--- Records to use ---

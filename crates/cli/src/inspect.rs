//! Single-step commands: `labels`, `extract`, `map`.

use std::collections::BTreeMap;
use std::path::PathBuf;

use eancheck_io::source::open_main_grid;
use eancheck_io::{document, xlsx_validation, SheetSelector};
use eancheck_recon::extract::Extractor;
use eancheck_recon::identifier::IdentifierBounds;
use eancheck_recon::mapper::{map_with_fallback, reserve_no_match_label};
use serde_json::json;

use crate::exit_codes::{EXIT_EMPTY_LABELS, EXIT_ERROR, EXIT_NO_IDENTIFIERS, EXIT_UNRESOLVED_MAPPING};
use crate::{parse_column_arg, CliError};

fn to_json<T: serde::Serialize>(value: &T) -> Result<String, CliError> {
    serde_json::to_string_pretty(value)
        .map_err(|e| CliError::new(EXIT_ERROR, format!("JSON serialization error: {e}")))
}

// ============================================================================
// labels
// ============================================================================

pub fn cmd_labels(workbook: PathBuf, column: String, sheet: String, start_row: u32) -> Result<(), CliError> {
    let col = parse_column_arg("--column", &column)?;
    let grid = open_main_grid(&workbook, &SheetSelector::from(sheet.as_str()))?;

    let mut origin = "list validation";
    let mut labels = if xlsx_validation::supports(&workbook) {
        xlsx_validation::list_labels(&workbook, grid.sheet_name(), col)?
    } else {
        Vec::new()
    };
    if labels.is_empty() {
        origin = "column values";
        labels = xlsx_validation::observed_labels(&grid, col, start_row.max(1));
    }

    if labels.is_empty() {
        return Err(CliError::new(
            EXIT_EMPTY_LABELS,
            format!("no candidate labels for column {} of '{}'", column, grid.sheet_name()),
        ));
    }

    for label in &labels {
        println!("{label}");
    }
    eprintln!("{} label(s) from {}", labels.len(), origin);
    Ok(())
}

// ============================================================================
// extract
// ============================================================================

pub fn cmd_extract(
    file: PathBuf,
    min_digits: usize,
    max_digits: usize,
    allow_non_numeric: bool,
    json_output: bool,
) -> Result<(), CliError> {
    let bounds = IdentifierBounds::new(min_digits, max_digits, allow_non_numeric);
    let extractor = Extractor::new(bounds)
        .map_err(|e| CliError::usage(e.to_string()).with_hint("--min-digits must be 1..=--max-digits"))?;

    let fragments = document::read_fragments(&file)?;
    let found = extractor.extract_fragments(&fragments);

    if json_output {
        println!("{}", to_json(&found)?);
    } else {
        for info in &found {
            println!("{}\t{}", info.ean, info.context);
        }
    }

    if found.is_empty() {
        return Err(CliError::new(
            EXIT_NO_IDENTIFIERS,
            format!("no identifiers found in {}", file.display()),
        ));
    }
    eprintln!("{} identifier(s) in {} fragment(s)", found.len(), fragments.len());
    Ok(())
}

// ============================================================================
// map
// ============================================================================

pub fn cmd_map(sources: Vec<String>, labels: Vec<String>, json_output: bool) -> Result<(), CliError> {
    let manual = BTreeMap::new();
    let reserved = reserve_no_match_label(&labels, &manual);
    let (outcome, fallback) = map_with_fallback(&sources, &labels, &manual, reserved.as_deref());

    if json_output {
        let value = json!({
            "mapped": outcome.mapped,
            "unmapped": outcome.unmapped,
            "fallback_label": fallback,
        });
        println!("{}", to_json(&value)?);
    } else {
        for m in &outcome.mapped {
            println!("{}\t{}\t{}", m.source, m.label, m.method);
        }
        for source in &outcome.unmapped {
            println!("{}\t-\tunmapped", source);
        }
        match &fallback {
            Some(label) => eprintln!("fallback label: {label}"),
            None => eprintln!("fallback label: none"),
        }
    }

    if fallback.is_none() {
        return Err(CliError::new(EXIT_UNRESOLVED_MAPPING, "no fallback label could be determined")
            .with_hint("a run needs one unclaimed label (e.g. 'Missing') or labels.fallback"));
    }
    Ok(())
}
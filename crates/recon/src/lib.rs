//! `eancheck-recon` — identifier reconciliation engine.
//!
//! Pure engine crate: receives pre-loaded identifiers and labels, returns
//! row assignments, comparisons and the events emitted along the way.
//! No CLI or IO dependencies.

pub mod classify;
pub mod compare;
pub mod config;
pub mod engine;
pub mod error;
pub mod events;
pub mod extract;
pub mod grid;
pub mod identifier;
pub mod mapper;

pub use classify::{classify, ReferenceSet, RowAssignment};
pub use compare::{compare, ComparisonResult};
pub use config::RunConfig;
pub use engine::{run, ReferenceInput, RunFailure, RunInput, RunOptions, RunOutput};
pub use error::ReconError;
pub use events::{EventLevel, RunEvent};
pub use extract::{extract, EanInfo, Extractor};
pub use grid::{CellGrid, CellValue};
pub use identifier::{is_valid, normalize, IdentifierBounds};
pub use mapper::map_sources_to_labels;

---

**To do**
A single number is expected: how many lines in the entries contain "crates".

**Written response**
2